**RAW DATA**
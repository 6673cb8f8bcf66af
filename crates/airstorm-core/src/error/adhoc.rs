use super::Error;

/// Free-form error message.
#[derive(Debug)]
pub(super) struct AdhocError {
    message: Box<str>,
}

impl AdhocError {
    pub(super) fn new(message: impl Into<String>) -> Self {
        AdhocError {
            message: message.into().into(),
        }
    }
}

impl std::error::Error for AdhocError {}

impl core::fmt::Display for AdhocError {
    fn fmt(&self, f: &mut core::fmt::Formatter) -> core::fmt::Result {
        f.write_str(&self.message)
    }
}

impl Error {
    /// Creates an error from format arguments. Used by the `err!` and `bail!`
    /// macros.
    pub fn from_args(args: core::fmt::Arguments<'_>) -> Error {
        let message = match args.as_str() {
            Some(s) => s.to_string(),
            None => args.to_string(),
        };
        Error::from(super::ErrorKind::Adhoc(AdhocError::new(message)))
    }
}
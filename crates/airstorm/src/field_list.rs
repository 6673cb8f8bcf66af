use crate::{Base, Field, FieldValue, Model, ModelList, ModelType};

use airstorm_core::{schema, Error, Result, Value};
use indexmap::IndexSet;

/// Accessor for one column across every member of a [`ModelList`].
///
/// Exposed under the pluralized attribute of its field, e.g. `seasons` for
/// `season`.
#[derive(Debug, Clone)]
pub struct FieldList {
    field: Field,

    /// Pluralized attribute name
    attribute: String,
}

impl FieldList {
    pub(crate) fn new(field: Field) -> FieldList {
        let attribute = schema::to_plural_identifier(field.attribute());
        FieldList { field, attribute }
    }

    pub fn attribute(&self) -> &str {
        &self.attribute
    }

    /// The single-record accessor this list accessor is derived from
    pub fn field(&self) -> &Field {
        &self.field
    }

    pub fn doc(&self) -> String {
        self.field.doc()
    }

    /// Reads the field of every member, in list order.
    pub async fn read(&self, base: &Base, list: &ModelList) -> Result<Vec<FieldValue>> {
        read_all(base, &self.field, list.members()).await
    }

    /// Stages `values[i]` on the `i`th member. Nothing is staged unless
    /// every member accepts the write.
    pub fn write_each(&self, base: &Base, list: &ModelList, values: Vec<Value>) -> Result<()> {
        if values.len() != list.len() {
            return Err(Error::length_mismatch(list.len(), values.len()));
        }

        let owner = self.check_write(base, list)?;
        for (model, value) in list.iter().zip(values) {
            owner.stage(model.id(), self.field.id(), value);
        }

        Ok(())
    }

    /// Stages the same value on every member. Nothing is staged unless every
    /// member accepts the write.
    pub fn write_all(&self, base: &Base, list: &ModelList, value: Value) -> Result<()> {
        let owner = self.check_write(base, list)?;
        for model in list {
            owner.stage(model.id(), self.field.id(), value.clone());
        }

        Ok(())
    }

    pub fn discard(&self, base: &Base, list: &ModelList) -> Result<()> {
        for model in list {
            self.field.owner(base, model)?;
        }

        for model in list {
            self.field.discard(base, model)?;
        }

        Ok(())
    }

    /// Returns the owner model type once every member passed the write checks.
    fn check_write<'a>(&self, base: &'a Base, list: &ModelList) -> Result<&'a ModelType> {
        let mut owner = base.model_type_by_id(self.field.table_id())?;
        for model in list {
            owner = self.field.check_write(base, model)?;
        }
        Ok(owner)
    }
}

/// Reads `field` of each member with batched fetching.
///
/// Member records missing from the owner's cache are fetched in one select.
/// For foreign keys, the linked ids of all members are then collected and the
/// ones missing from the target cache are fetched in one more select, so the
/// per-member reads are served locally.
pub(crate) async fn read_all(base: &Base, field: &Field, members: &[Model]) -> Result<Vec<FieldValue>> {
    let Some(first) = members.first() else {
        return Ok(vec![]);
    };

    let owner = field.owner(base, first)?;
    owner
        .cache()
        .prefetch(members.iter().map(Model::id))
        .await?;

    if let Some(target) = field.link_target(base)? {
        let mut ids = IndexSet::new();

        for model in members {
            if let Some(raw) = field.raw(owner, model).await? {
                let linked = raw.record_ids();
                if field.is_many() {
                    ids.extend(linked);
                } else {
                    ids.extend(linked.into_iter().take(1));
                }
            }
        }

        if !ids.is_empty() {
            log::debug!(
                "batching linked records; field={}.{} target={} ids={}",
                owner.name(),
                field.attribute(),
                target.name(),
                ids.len()
            );
            target.cache().prefetch(&ids).await?;
        }
    }

    let mut values = Vec::with_capacity(members.len());
    for model in members {
        values.push(field.read(base, model).await?);
    }

    Ok(values)
}
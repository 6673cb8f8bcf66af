pub use exec_log::ExecLog;

mod logging_driver;
pub use logging_driver::{DriverOp, LoggingDriver};

pub use std_util::*;

use airstorm::{Base, Builder, Memory, RawRecord, Schema};
use std::sync::{Arc, Mutex};

/// Schema of the grocery base the tests run against
pub const SCHEMA: &str = include_str!("../fixtures/schema.json");

/// Records of the grocery base, keyed by table id
pub const RECORDS: &str = include_str!("../fixtures/records.json");

pub fn schema() -> Schema {
    Schema::from_json(SCHEMA).unwrap()
}

/// Fixture records of one table
pub fn records(table: &str) -> Vec<RawRecord> {
    let mut tables: serde_json::Map<String, serde_json::Value> =
        serde_json::from_str(RECORDS).unwrap();
    let records = tables.remove(table).unwrap_or_default();
    serde_json::from_value(records).unwrap()
}

/// A builder loaded with the fixture schema
pub fn builder() -> Builder {
    let mut builder = Base::builder();
    builder.schema(schema());
    builder
}

/// A base over the in-memory fixture service whose round trips are logged.
pub struct BaseTest {
    memory: Memory,
    ops_log: Arc<Mutex<Vec<DriverOp>>>,
}

impl BaseTest {
    pub fn new() -> BaseTest {
        let _ = env_logger::builder().is_test(true).try_init();

        BaseTest {
            memory: Memory::from_fixture(RECORDS).unwrap(),
            ops_log: Arc::new(Mutex::new(Vec::new())),
        }
    }

    pub fn memory(&self) -> &Memory {
        &self.memory
    }

    /// Build a base from the fixture schema
    pub async fn setup(&mut self) -> Base {
        self.setup_with(&mut builder()).await
    }

    /// Build a base from a configured builder
    pub async fn setup_with(&mut self, builder: &mut Builder) -> Base {
        let driver = LoggingDriver::new(self.memory.clone());
        self.ops_log = driver.ops_log_handle();
        builder.build(driver).await.unwrap()
    }

    /// Round trips made by the last base built
    pub fn log(&self) -> ExecLog {
        ExecLog::new(self.ops_log.clone())
    }
}

impl Default for BaseTest {
    fn default() -> Self {
        BaseTest::new()
    }
}

/// Install the test logger for tests not using [`BaseTest`]
pub fn init_logging() {
    let _ = env_logger::builder().is_test(true).try_init();
}
use serde::{Deserialize, Serialize};
use std::{cmp::Ordering, collections::BTreeMap, fmt, hash::Hash};

/// A cell value as stored by the remote service.
///
/// Values have a total order and a hash so they can be used as grouping and
/// sort keys. Integers and floats compare as numbers, so `I64(2)` equals
/// `F64(2.0)`. Other values of different variants order by variant; floats
/// that are not equal order by [`f64::total_cmp`].
#[derive(Debug, Clone, Default, Serialize, Deserialize)]
#[serde(from = "serde_json::Value", into = "serde_json::Value")]
pub enum Value {
    #[default]
    Null,
    Bool(bool),
    I64(i64),
    F64(f64),
    String(String),
    List(Vec<Value>),
    /// Attachments, collaborators and other structured cells.
    Object(BTreeMap<String, Value>),
}

impl Value {
    pub const fn null() -> Value {
        Value::Null
    }

    pub fn is_null(&self) -> bool {
        matches!(self, Value::Null)
    }

    pub fn as_bool(&self) -> Option<bool> {
        match self {
            Value::Bool(v) => Some(*v),
            _ => None,
        }
    }

    pub fn as_i64(&self) -> Option<i64> {
        match self {
            Value::I64(v) => Some(*v),
            _ => None,
        }
    }

    /// Returns the value as a float, widening integers.
    pub fn as_f64(&self) -> Option<f64> {
        match self {
            Value::F64(v) => Some(*v),
            Value::I64(v) => Some(*v as f64),
            _ => None,
        }
    }

    pub fn as_str(&self) -> Option<&str> {
        match self {
            Value::String(v) => Some(v),
            _ => None,
        }
    }

    pub fn as_list(&self) -> Option<&[Value]> {
        match self {
            Value::List(v) => Some(v),
            _ => None,
        }
    }

    /// Record ids held by a foreign key cell.
    ///
    /// The service stores links as a list of record ids. A bare string is read
    /// as a single link and null as no links.
    pub fn record_ids(&self) -> Vec<String> {
        match self {
            Value::String(id) if !id.is_empty() => vec![id.clone()],
            Value::List(items) => items
                .iter()
                .filter_map(|item| item.as_str())
                .filter(|id| !id.is_empty())
                .map(String::from)
                .collect(),
            _ => vec![],
        }
    }

    fn rank(&self) -> u8 {
        match self {
            Value::Null => 0,
            Value::Bool(_) => 1,
            Value::I64(_) | Value::F64(_) => 2,
            Value::String(_) => 3,
            Value::List(_) => 4,
            Value::Object(_) => 5,
        }
    }
}

impl PartialEq for Value {
    fn eq(&self, other: &Self) -> bool {
        self.cmp(other) == Ordering::Equal
    }
}

impl Eq for Value {}

impl PartialOrd for Value {
    fn partial_cmp(&self, other: &Self) -> Option<Ordering> {
        Some(self.cmp(other))
    }
}

impl Ord for Value {
    fn cmp(&self, other: &Self) -> Ordering {
        use Value::*;

        match (self, other) {
            (Null, Null) => Ordering::Equal,
            (Bool(a), Bool(b)) => a.cmp(b),
            (I64(a), I64(b)) => a.cmp(b),
            (F64(a), F64(b)) => cmp_f64(*a, *b),
            (I64(a), F64(b)) => cmp_i64_f64(*a, *b),
            (F64(a), I64(b)) => cmp_i64_f64(*b, *a).reverse(),
            (String(a), String(b)) => a.cmp(b),
            (List(a), List(b)) => a.cmp(b),
            (Object(a), Object(b)) => a.cmp(b),
            _ => self.rank().cmp(&other.rank()),
        }
    }
}

impl Hash for Value {
    fn hash<H: std::hash::Hasher>(&self, state: &mut H) {
        self.rank().hash(state);

        match self {
            Value::Null => {}
            Value::Bool(v) => v.hash(state),
            Value::I64(v) => v.hash(state),
            Value::F64(v) => match whole(*v) {
                Some(v) => v.hash(state),
                None => v.to_bits().hash(state),
            },
            Value::String(v) => v.hash(state),
            Value::List(v) => v.hash(state),
            Value::Object(v) => v.hash(state),
        }
    }
}

fn cmp_f64(a: f64, b: f64) -> Ordering {
    if a == b {
        Ordering::Equal
    } else {
        a.total_cmp(&b)
    }
}

fn cmp_i64_f64(a: i64, b: f64) -> Ordering {
    match whole(b) {
        Some(b) => a.cmp(&b),
        None => cmp_f64(a as f64, b),
    }
}

/// The integer a float holds, when it is a whole number in `i64` range.
fn whole(v: f64) -> Option<i64> {
    // 2^63 is exactly representable, i64::MAX is not
    const LIMIT: f64 = 9_223_372_036_854_775_808.0;

    (v.fract() == 0.0 && (-LIMIT..LIMIT).contains(&v)).then_some(v as i64)
}

impl fmt::Display for Value {
    fn fmt(&self, f: &mut fmt::Formatter<'_>) -> fmt::Result {
        match self {
            Value::Null => Ok(()),
            Value::Bool(v) => write!(f, "{v}"),
            Value::I64(v) => write!(f, "{v}"),
            Value::F64(v) => write!(f, "{v}"),
            Value::String(v) => f.write_str(v),
            Value::List(items) => {
                for (i, item) in items.iter().enumerate() {
                    if i > 0 {
                        f.write_str(", ")?;
                    }
                    write!(f, "{item}")?;
                }
                Ok(())
            }
            Value::Object(map) => {
                let json = serde_json::Value::from(Value::Object(map.clone()));
                write!(f, "{json}")
            }
        }
    }
}

impl From<serde_json::Value> for Value {
    fn from(src: serde_json::Value) -> Value {
        match src {
            serde_json::Value::Null => Value::Null,
            serde_json::Value::Bool(v) => Value::Bool(v),
            serde_json::Value::Number(n) => match n.as_i64() {
                Some(v) => Value::I64(v),
                None => Value::F64(n.as_f64().unwrap_or(f64::NAN)),
            },
            serde_json::Value::String(v) => Value::String(v),
            serde_json::Value::Array(items) => {
                Value::List(items.into_iter().map(Value::from).collect())
            }
            serde_json::Value::Object(map) => Value::Object(
                map.into_iter()
                    .map(|(key, value)| (key, Value::from(value)))
                    .collect(),
            ),
        }
    }
}

impl From<Value> for serde_json::Value {
    fn from(src: Value) -> serde_json::Value {
        match src {
            Value::Null => serde_json::Value::Null,
            Value::Bool(v) => serde_json::Value::Bool(v),
            Value::I64(v) => serde_json::Value::from(v),
            Value::F64(v) => serde_json::Number::from_f64(v)
                .map(serde_json::Value::Number)
                .unwrap_or(serde_json::Value::Null),
            Value::String(v) => serde_json::Value::String(v),
            Value::List(items) => {
                serde_json::Value::Array(items.into_iter().map(serde_json::Value::from).collect())
            }
            Value::Object(map) => serde_json::Value::Object(
                map.into_iter()
                    .map(|(key, value)| (key, serde_json::Value::from(value)))
                    .collect(),
            ),
        }
    }
}

impl From<bool> for Value {
    fn from(src: bool) -> Value {
        Value::Bool(src)
    }
}

impl From<i64> for Value {
    fn from(src: i64) -> Value {
        Value::I64(src)
    }
}

impl From<i32> for Value {
    fn from(src: i32) -> Value {
        Value::I64(src.into())
    }
}

impl From<f64> for Value {
    fn from(src: f64) -> Value {
        Value::F64(src)
    }
}

impl From<String> for Value {
    fn from(src: String) -> Value {
        Value::String(src)
    }
}

impl From<&str> for Value {
    fn from(src: &str) -> Value {
        Value::String(src.to_string())
    }
}

impl<T: Into<Value>> From<Vec<T>> for Value {
    fn from(src: Vec<T>) -> Value {
        Value::List(src.into_iter().map(Into::into).collect())
    }
}

impl<T: Into<Value>> From<Option<T>> for Value {
    fn from(src: Option<T>) -> Value {
        src.map(Into::into).unwrap_or(Value::Null)
    }
}
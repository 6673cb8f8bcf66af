use super::Error;

/// Error when a model, model list, or field name does not resolve.
#[derive(Debug)]
pub(super) struct UnknownAttributeError {
    owner: Box<str>,
    name: Box<str>,
}

impl std::error::Error for UnknownAttributeError {}

impl core::fmt::Display for UnknownAttributeError {
    fn fmt(&self, f: &mut core::fmt::Formatter) -> core::fmt::Result {
        write!(f, "`{}` has no attribute `{}`", self.owner, self.name)
    }
}

impl Error {
    /// Creates an unknown attribute error, e.g. reading field `colour` on the
    /// `Fruit` model or looking up the `Vegetable` model on a base.
    pub fn unknown_attribute(owner: impl Into<String>, name: impl Into<String>) -> Error {
        Error::from(super::ErrorKind::UnknownAttribute(UnknownAttributeError {
            owner: owner.into().into(),
            name: name.into().into(),
        }))
    }

    /// Returns `true` if this error is an unknown attribute error.
    pub fn is_unknown_attribute(&self) -> bool {
        self.any_kind(|kind| matches!(kind, super::ErrorKind::UnknownAttribute(_)))
    }
}
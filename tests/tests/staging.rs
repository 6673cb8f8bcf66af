use airstorm::Value;
use tests::*;

#[tokio::test]
async fn set_is_local_to_the_instance() {
    let mut test = BaseTest::new();
    let base = test.setup().await;
    let fruit_type = assert_ok!(base.model_type("Fruit"));

    let apple = assert_ok!(fruit_type.get("recApple").await);
    let mango = assert_ok!(fruit_type.get("recMango").await);

    assert_ok!(apple.set(&base, "season", "Autumn"));
    assert_eq!(assert_ok!(apple.get(&base, "season").await), Value::from("Autumn"));

    // Another record of the same type is untouched
    assert_eq!(assert_ok!(mango.get(&base, "season").await), Value::from("Summer"));

    // The cached record is untouched
    let record = assert_ok!(apple.record(&base).await);
    assert_eq!(record.field("Season"), Some(&Value::from("Winter")));

    // Nothing was sent to the service
    assert_eq!(test.log().len(), 2);
}

#[tokio::test]
async fn discard_restores_the_cached_value() {
    let mut test = BaseTest::new();
    let base = test.setup().await;
    let apple = assert_ok!(assert_ok!(base.model_type("Fruit")).get("recApple").await);

    assert_ok!(apple.set(&base, "calories", 100));
    assert_eq!(assert_ok!(apple.get(&base, "calories").await), Value::from(100));

    assert_ok!(apple.discard(&base, "calories"));
    assert_eq!(assert_ok!(apple.get(&base, "calories").await), Value::from(95));

    // Discarding without an edit is fine
    assert_ok!(apple.discard(&base, "calories"));
}

#[tokio::test]
async fn staged_null_reads_the_default() {
    let mut test = BaseTest::new();
    let base = test.setup().await;
    let apple = assert_ok!(assert_ok!(base.model_type("Fruit")).get("recApple").await);

    assert_ok!(apple.set(&base, "price", Value::Null));
    assert_eq!(assert_ok!(apple.get(&base, "price").await), Value::F64(0.0));
}

#[tokio::test]
async fn staged_links_resolve() {
    let mut test = BaseTest::new();
    let base = test.setup().await;
    let kiwi = assert_ok!(assert_ok!(base.model_type("Fruit")).get("recKiwi").await);

    assert_ok!(kiwi.set(&base, "farm", vec!["recGrove"]));
    let farm = assert_ok!(assert_ok!(kiwi.get(&base, "farm").await).into_one());
    assert_eq!(farm.id(), "recGrove");
    assert_eq!(farm.describe(&base), "Mango Grove");
}

#[tokio::test]
async fn read_only_fields_reject_edits() {
    let mut test = BaseTest::new();
    let base = test.setup().await;

    let apple = assert_ok!(assert_ok!(base.model_type("Fruit")).get("recApple").await);
    let err = assert_err_is!(apple.set(&base, "label", "Shiny"), is_validation);
    assert_eq!(err.to_string(), "Fruit.label is a read only field");

    let green = assert_ok!(assert_ok!(base.model_type("Smoothie")).get("recGreen").await);
    assert_err_is!(green.set(&base, "total_calories", 1), is_validation);

    assert_eq!(
        assert_ok!(apple.get(&base, "label").await),
        Value::from("Apple (Winter)")
    );
}

#[tokio::test]
async fn empty_instance_rejects_edits() {
    let mut test = BaseTest::new();
    let base = test.setup().await;
    let fruit_type = assert_ok!(base.model_type("Fruit"));

    let empty = fruit_type.empty();
    assert_err_is!(empty.set(&base, "name", "Ghost"), is_validation);
    assert_eq!(assert_ok!(empty.get(&base, "name").await), Value::from(""));
}

#[tokio::test]
async fn list_writes() {
    let mut test = BaseTest::new();
    let base = test.setup().await;

    let list_type = assert_ok!(base.model_list_type("FruitList"));
    let fruits = assert_ok!(list_type.find(&base, "{Season} = 'Winter'").await);
    assert_eq!(fruits.ids(), ["recApple", "recKiwi"]);

    assert_ok!(fruits.set_each(&base, "calories", vec![Value::from(1), Value::from(2)]));
    assert_eq!(
        assert_ok!(fruits.get_field(&base, "calories").await),
        [Value::from(1), Value::from(2)]
    );

    assert_ok!(fruits.set_all(&base, "seasons", "Spring"));
    assert_eq!(
        assert_ok!(fruits.get_field(&base, "seasons").await),
        [Value::from("Spring"), Value::from("Spring")]
    );

    assert_ok!(fruits.discard(&base, "seasons"));
    assert_eq!(
        assert_ok!(fruits.get_field(&base, "seasons").await),
        [Value::from("Winter"), Value::from("Winter")]
    );

    // Calories are still staged
    assert_eq!(
        assert_ok!(fruits.get_field(&base, "calories").await),
        [Value::from(1), Value::from(2)]
    );
}

#[tokio::test]
async fn failed_list_writes_stage_nothing() {
    let mut test = BaseTest::new();
    let base = test.setup().await;
    let fruit_type = assert_ok!(base.model_type("Fruit"));
    let list_type = assert_ok!(base.model_list_type("FruitList"));

    let apple = assert_ok!(fruit_type.get("recApple").await);
    let fruits = assert_ok!(list_type.new_list(&base, vec![apple.clone(), fruit_type.empty()]));

    assert_err_is!(fruits.set_all(&base, "names", "Changed"), is_validation);
    assert_err_is!(
        fruits.set_each(&base, "names", vec![Value::from("A"), Value::from("B")]),
        is_validation
    );
    assert_eq!(assert_ok!(apple.get(&base, "name").await), Value::from("Apple"));

    // A read-only field fails before any member is touched
    let winter = assert_ok!(list_type.find(&base, "{Season} = 'Winter'").await);
    assert_err_is!(winter.set_all(&base, "labels", "Fresh"), is_validation);
    assert_eq!(
        assert_ok!(winter.get_field(&base, "labels").await),
        [Value::from("Apple (Winter)"), Value::from("Kiwi (Winter)")]
    );
}

#[tokio::test]
async fn set_each_checks_length() {
    let mut test = BaseTest::new();
    let base = test.setup().await;

    let list_type = assert_ok!(base.model_list_type("FruitList"));
    let fruits = assert_ok!(list_type.find(&base, "").await);

    let err = assert_err_is!(
        fruits.set_each(&base, "names", vec![Value::from("A"), Value::from("B")]),
        is_validation
    );
    assert_eq!(err.to_string(), "expected 4 values but got 2");

    // Nothing was staged
    assert_eq!(
        assert_ok!(fruits.get_field(&base, "names").await),
        [
            Value::from("Apple"),
            Value::from("Mango"),
            Value::from("Kiwi"),
            Value::from("Peach")
        ]
    );
}

#[tokio::test]
async fn edits_are_scoped_to_their_base() {
    let mut test = BaseTest::new();
    let base = test.setup().await;
    let other = BaseTest::new().setup().await;

    let apple = assert_ok!(assert_ok!(base.model_type("Fruit")).get("recApple").await);
    assert_ok!(apple.set(&base, "name", "Green Apple"));

    assert_eq!(assert_ok!(apple.get(&other, "name").await), Value::from("Apple"));

    // Clones share the base
    let clone = base.clone();
    assert_eq!(
        assert_ok!(apple.get(&clone, "name").await),
        Value::from("Green Apple")
    );
}
use super::{resolve, Base, Shared};
use crate::{ModelListType, ModelType};

use airstorm_core::{
    driver::Driver,
    schema::{self, Schema},
    Error, Result,
};
use indexmap::IndexMap;
use std::{path::PathBuf, sync::Arc};

type Renamer = Arc<dyn Fn(&str) -> String + Send + Sync>;

#[derive(Default)]
pub struct Builder {
    base_id: Option<String>,

    api_key: Option<String>,

    schema: Option<Schema>,

    /// Read at build time when no schema was given
    schema_path: Option<PathBuf>,

    /// Applied to table and column display names before they are normalized
    renamer: Option<Renamer>,

    /// Tables to load in full at build time
    index: Vec<String>,
}

impl Builder {
    /// Set the remote base id. Defaults to the id in the schema document.
    pub fn base_id(&mut self, id: impl Into<String>) -> &mut Self {
        self.base_id = Some(id.into());
        self
    }

    pub fn api_key(&mut self, key: impl Into<String>) -> &mut Self {
        self.api_key = Some(key.into());
        self
    }

    pub fn schema(&mut self, schema: Schema) -> &mut Self {
        self.schema = Some(schema);
        self
    }

    pub fn schema_path(&mut self, path: impl Into<PathBuf>) -> &mut Self {
        self.schema_path = Some(path.into());
        self
    }

    /// Rename table and column display names before type names and
    /// attributes are derived from them.
    pub fn renamer(&mut self, renamer: impl Fn(&str) -> String + Send + Sync + 'static) -> &mut Self {
        self.renamer = Some(Arc::new(renamer));
        self
    }

    /// Load a table in full at build time. Accepts a table name, type name or
    /// table id.
    pub fn index(&mut self, table: impl Into<String>) -> &mut Self {
        self.index.push(table.into());
        self
    }

    pub async fn build(&mut self, driver: impl Driver) -> Result<Base> {
        let schema = self.load_schema()?;
        let driver: Arc<dyn Driver> = Arc::new(driver);
        let rename = self.rename();

        let id = match &self.base_id {
            Some(id) => {
                if !schema.id.is_empty() && &schema.id != id {
                    log::warn!("base id {id} differs from schema id {}", schema.id);
                }
                id.clone()
            }
            None => schema.id.clone(),
        };

        // Register every table before anything is fetched: foreign keys
        // resolve through the registries, so indexing must wait for both to be
        // complete.
        let mut model_types = IndexMap::new();
        let mut names: IndexMap<String, _> = IndexMap::new();

        for table in schema.tables() {
            let name = schema::to_type_name(&rename(&table.name));

            if let Some(existing) = names.get(&name) {
                log::warn!(
                    "table `{}` normalizes to type name `{name}`, already used by table {existing}; \
                     it is only reachable by table name or id",
                    table.name,
                );
            } else {
                names.insert(name.clone(), table.id.clone());
            }

            let model_type = ModelType::new(table, name, &*rename, driver.clone());
            model_types.insert(table.id.clone(), model_type);
        }

        let model_list_types = model_types
            .values()
            .map(|model_type| (model_type.id().clone(), ModelListType::new(model_type)))
            .collect();

        let mut index = vec![];
        for target in &self.index {
            let Some(id) = resolve(&schema, &names, target) else {
                return Err(Error::invalid_schema(format!(
                    "cannot index `{target}`: no such table"
                )));
            };
            index.push(id);
        }

        let base = Base {
            shared: Arc::new(Shared {
                id,
                api_key: self.api_key.clone(),
                schema,
                model_types,
                model_list_types,
                names,
            }),
        };

        for id in &index {
            base.model_type_by_id(id)?.cache().index().await?;
        }

        Ok(base)
    }

    fn load_schema(&self) -> Result<Schema> {
        match (&self.schema, &self.schema_path) {
            (Some(schema), _) => {
                schema.verify()?;
                Ok(schema.clone())
            }
            (None, Some(path)) => Schema::from_path(path),
            (None, None) => Err(Error::invalid_schema(
                "no schema given; set one with `schema` or `schema_path`",
            )),
        }
    }

    fn rename(&self) -> Renamer {
        match &self.renamer {
            Some(renamer) => renamer.clone(),
            None => Arc::new(|name: &str| name.to_string()),
        }
    }
}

**TASK DETAILS**
For the records above, give the number of lines that include the string "time", with nothing added.

**ANSWER TO THE EXERCISE**
3